Look for the line that has "pub fn save(&self)" in the material below; please repeat it and every line after it, exactly, up to and including the line that has "let prefix = kind.env_prefix();", and nothing else.
::::::
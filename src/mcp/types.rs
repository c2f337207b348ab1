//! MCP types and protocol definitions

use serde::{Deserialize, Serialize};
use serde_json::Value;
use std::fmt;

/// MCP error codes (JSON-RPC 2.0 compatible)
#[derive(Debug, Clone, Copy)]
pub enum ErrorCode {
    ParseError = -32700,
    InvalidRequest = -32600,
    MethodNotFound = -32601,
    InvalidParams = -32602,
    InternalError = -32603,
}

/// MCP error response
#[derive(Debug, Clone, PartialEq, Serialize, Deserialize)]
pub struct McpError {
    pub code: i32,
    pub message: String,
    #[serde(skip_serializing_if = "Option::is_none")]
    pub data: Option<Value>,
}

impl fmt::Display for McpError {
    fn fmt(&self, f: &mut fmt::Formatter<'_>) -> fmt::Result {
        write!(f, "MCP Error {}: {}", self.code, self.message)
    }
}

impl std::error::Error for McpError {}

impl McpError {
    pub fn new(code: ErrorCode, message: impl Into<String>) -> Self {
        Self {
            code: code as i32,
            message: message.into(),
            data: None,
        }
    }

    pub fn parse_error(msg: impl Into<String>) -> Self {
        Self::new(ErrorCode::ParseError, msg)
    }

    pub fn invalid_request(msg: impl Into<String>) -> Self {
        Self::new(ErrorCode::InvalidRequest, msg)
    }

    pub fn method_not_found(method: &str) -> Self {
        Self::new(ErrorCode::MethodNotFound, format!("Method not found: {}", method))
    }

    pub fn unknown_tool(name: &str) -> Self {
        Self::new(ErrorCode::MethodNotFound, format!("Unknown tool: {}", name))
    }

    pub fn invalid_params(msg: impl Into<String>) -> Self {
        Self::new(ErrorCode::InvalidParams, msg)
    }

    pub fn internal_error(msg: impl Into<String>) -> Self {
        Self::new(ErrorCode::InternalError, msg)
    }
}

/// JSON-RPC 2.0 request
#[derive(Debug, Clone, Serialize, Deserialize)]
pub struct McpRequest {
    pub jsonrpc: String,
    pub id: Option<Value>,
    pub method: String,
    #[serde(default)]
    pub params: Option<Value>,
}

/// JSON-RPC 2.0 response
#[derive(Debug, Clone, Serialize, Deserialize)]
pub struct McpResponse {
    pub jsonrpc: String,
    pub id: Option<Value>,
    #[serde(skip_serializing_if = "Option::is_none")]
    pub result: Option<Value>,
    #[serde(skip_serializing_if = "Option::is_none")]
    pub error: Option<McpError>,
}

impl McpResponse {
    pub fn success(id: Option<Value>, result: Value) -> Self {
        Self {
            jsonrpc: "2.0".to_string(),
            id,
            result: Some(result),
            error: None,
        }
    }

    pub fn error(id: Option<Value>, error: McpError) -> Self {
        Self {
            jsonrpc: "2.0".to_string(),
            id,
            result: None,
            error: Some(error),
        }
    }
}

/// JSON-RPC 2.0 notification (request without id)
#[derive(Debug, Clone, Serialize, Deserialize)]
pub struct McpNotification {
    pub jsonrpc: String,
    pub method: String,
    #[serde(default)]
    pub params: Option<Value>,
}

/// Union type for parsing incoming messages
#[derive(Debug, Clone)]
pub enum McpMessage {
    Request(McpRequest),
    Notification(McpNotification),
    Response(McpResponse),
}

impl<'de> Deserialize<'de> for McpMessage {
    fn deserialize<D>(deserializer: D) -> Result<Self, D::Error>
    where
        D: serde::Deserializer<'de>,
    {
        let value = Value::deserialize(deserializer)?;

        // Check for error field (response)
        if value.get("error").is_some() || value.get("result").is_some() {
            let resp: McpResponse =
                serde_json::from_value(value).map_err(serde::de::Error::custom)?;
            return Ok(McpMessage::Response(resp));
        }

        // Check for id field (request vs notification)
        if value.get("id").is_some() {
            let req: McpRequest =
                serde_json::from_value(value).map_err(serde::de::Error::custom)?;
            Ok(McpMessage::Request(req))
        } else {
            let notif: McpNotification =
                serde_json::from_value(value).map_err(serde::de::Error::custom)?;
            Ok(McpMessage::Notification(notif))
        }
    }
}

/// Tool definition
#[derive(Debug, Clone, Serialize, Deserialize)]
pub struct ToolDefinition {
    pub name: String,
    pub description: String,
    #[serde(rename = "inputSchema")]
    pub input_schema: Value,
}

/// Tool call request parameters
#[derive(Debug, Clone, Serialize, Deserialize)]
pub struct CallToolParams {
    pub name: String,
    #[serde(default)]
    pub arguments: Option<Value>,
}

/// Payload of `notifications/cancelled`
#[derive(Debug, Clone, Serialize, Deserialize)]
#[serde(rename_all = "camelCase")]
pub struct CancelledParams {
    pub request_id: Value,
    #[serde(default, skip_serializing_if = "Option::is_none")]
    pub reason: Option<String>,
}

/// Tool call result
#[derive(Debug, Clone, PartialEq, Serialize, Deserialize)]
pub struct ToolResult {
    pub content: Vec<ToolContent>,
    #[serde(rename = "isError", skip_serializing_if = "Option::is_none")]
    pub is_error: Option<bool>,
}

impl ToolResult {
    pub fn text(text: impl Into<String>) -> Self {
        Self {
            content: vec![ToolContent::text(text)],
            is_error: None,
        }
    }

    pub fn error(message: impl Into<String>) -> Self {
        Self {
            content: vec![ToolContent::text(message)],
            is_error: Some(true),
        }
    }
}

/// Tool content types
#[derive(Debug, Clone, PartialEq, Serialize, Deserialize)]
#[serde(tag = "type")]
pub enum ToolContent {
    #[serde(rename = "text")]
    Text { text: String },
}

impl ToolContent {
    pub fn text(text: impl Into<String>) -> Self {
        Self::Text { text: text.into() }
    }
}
::::::
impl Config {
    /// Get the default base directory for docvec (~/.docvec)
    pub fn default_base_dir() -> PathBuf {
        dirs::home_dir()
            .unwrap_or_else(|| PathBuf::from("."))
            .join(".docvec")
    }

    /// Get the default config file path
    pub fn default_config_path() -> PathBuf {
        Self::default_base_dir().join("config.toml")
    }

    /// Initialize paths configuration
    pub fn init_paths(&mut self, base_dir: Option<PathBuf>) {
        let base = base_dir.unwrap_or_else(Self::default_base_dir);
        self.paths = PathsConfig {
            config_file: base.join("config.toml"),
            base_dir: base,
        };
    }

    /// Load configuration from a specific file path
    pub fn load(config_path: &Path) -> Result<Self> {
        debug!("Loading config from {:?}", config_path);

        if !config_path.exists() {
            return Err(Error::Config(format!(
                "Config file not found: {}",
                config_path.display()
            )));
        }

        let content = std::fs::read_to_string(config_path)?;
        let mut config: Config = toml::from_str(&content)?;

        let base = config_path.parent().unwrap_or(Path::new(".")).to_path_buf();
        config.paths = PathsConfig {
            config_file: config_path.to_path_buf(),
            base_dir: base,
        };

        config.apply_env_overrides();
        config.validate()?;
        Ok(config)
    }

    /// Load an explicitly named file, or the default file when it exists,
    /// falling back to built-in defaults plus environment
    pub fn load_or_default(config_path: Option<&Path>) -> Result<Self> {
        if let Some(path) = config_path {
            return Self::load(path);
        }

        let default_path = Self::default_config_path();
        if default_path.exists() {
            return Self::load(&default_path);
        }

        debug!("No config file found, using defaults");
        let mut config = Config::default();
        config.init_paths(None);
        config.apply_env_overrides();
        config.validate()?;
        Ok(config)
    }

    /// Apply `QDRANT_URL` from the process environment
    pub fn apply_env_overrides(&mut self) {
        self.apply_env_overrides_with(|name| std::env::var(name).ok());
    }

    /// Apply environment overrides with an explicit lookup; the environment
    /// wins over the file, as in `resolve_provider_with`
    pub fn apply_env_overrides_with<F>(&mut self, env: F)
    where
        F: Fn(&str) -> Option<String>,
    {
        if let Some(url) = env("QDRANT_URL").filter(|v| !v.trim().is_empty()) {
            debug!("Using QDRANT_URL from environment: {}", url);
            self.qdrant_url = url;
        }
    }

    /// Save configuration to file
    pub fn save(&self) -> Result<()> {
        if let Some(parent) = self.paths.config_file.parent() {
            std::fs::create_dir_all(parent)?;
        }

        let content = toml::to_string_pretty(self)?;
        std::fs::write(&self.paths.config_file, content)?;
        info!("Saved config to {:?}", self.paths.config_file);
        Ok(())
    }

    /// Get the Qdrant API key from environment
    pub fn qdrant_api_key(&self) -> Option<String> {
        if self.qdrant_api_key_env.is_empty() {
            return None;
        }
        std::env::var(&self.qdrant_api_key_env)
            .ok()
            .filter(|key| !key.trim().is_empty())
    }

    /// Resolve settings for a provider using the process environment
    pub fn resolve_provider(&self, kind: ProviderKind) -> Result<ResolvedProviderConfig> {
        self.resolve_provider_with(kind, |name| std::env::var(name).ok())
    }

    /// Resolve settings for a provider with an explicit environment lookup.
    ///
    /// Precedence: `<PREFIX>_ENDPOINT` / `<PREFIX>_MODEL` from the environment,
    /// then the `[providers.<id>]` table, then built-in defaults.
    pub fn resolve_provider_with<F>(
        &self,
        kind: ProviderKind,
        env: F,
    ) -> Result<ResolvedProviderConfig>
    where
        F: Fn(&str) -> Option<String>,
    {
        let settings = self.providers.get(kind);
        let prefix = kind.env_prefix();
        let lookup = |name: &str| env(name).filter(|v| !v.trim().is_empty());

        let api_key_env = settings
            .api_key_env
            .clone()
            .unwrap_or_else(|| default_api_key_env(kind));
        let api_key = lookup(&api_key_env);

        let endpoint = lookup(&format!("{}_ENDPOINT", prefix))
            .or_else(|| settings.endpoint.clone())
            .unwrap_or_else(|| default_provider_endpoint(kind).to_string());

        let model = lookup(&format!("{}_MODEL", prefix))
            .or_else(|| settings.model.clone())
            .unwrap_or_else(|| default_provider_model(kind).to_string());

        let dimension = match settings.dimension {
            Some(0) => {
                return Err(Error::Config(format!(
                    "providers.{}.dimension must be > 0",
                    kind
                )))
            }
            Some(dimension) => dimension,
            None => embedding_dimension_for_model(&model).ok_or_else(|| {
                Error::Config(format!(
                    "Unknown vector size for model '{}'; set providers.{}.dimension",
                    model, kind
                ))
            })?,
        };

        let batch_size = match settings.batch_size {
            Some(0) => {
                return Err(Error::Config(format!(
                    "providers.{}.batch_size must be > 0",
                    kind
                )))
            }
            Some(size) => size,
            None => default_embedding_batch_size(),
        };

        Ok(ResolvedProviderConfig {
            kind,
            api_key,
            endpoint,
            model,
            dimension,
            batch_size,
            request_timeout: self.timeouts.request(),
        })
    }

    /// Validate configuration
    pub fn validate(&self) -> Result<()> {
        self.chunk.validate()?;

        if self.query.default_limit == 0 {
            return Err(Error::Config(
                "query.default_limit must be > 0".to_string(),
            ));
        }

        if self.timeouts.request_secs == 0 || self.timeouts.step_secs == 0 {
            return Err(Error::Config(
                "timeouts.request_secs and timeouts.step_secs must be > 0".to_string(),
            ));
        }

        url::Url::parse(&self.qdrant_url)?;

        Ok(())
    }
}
::::::
**Your solution:**
    pub fn save(&self) -> Result<()> {
        if let Some(parent) = self.paths.config_file.parent() {
            std::fs::create_dir_all(parent)?;
        }

        let content = toml::to_string_pretty(self)?;
        std::fs::write(&self.paths.config_file, content)?;
        info!("Saved config to {:?}", self.paths.config_file);
        Ok(())
    }

    /// Get the Qdrant API key from environment
    pub fn qdrant_api_key(&self) -> Option<String> {
        if self.qdrant_api_key_env.is_empty() {
            return None;
        }
        std::env::var(&self.qdrant_api_key_env)
            .ok()
            .filter(|key| !key.trim().is_empty())
    }

    /// Resolve settings for a provider using the process environment
    pub fn resolve_provider(&self, kind: ProviderKind) -> Result<ResolvedProviderConfig> {
        self.resolve_provider_with(kind, |name| std::env::var(name).ok())
    }

    /// Resolve settings for a provider with an explicit environment lookup.
    ///
    /// Precedence: `<PREFIX>_ENDPOINT` / `<PREFIX>_MODEL` from the environment,
    /// then the `[providers.<id>]` table, then built-in defaults.
    pub fn resolve_provider_with<F>(
        &self,
        kind: ProviderKind,
        env: F,
    ) -> Result<ResolvedProviderConfig>
    where
        F: Fn(&str) -> Option<String>,
    {
        let settings = self.providers.get(kind);
        let prefix = kind.env_prefix();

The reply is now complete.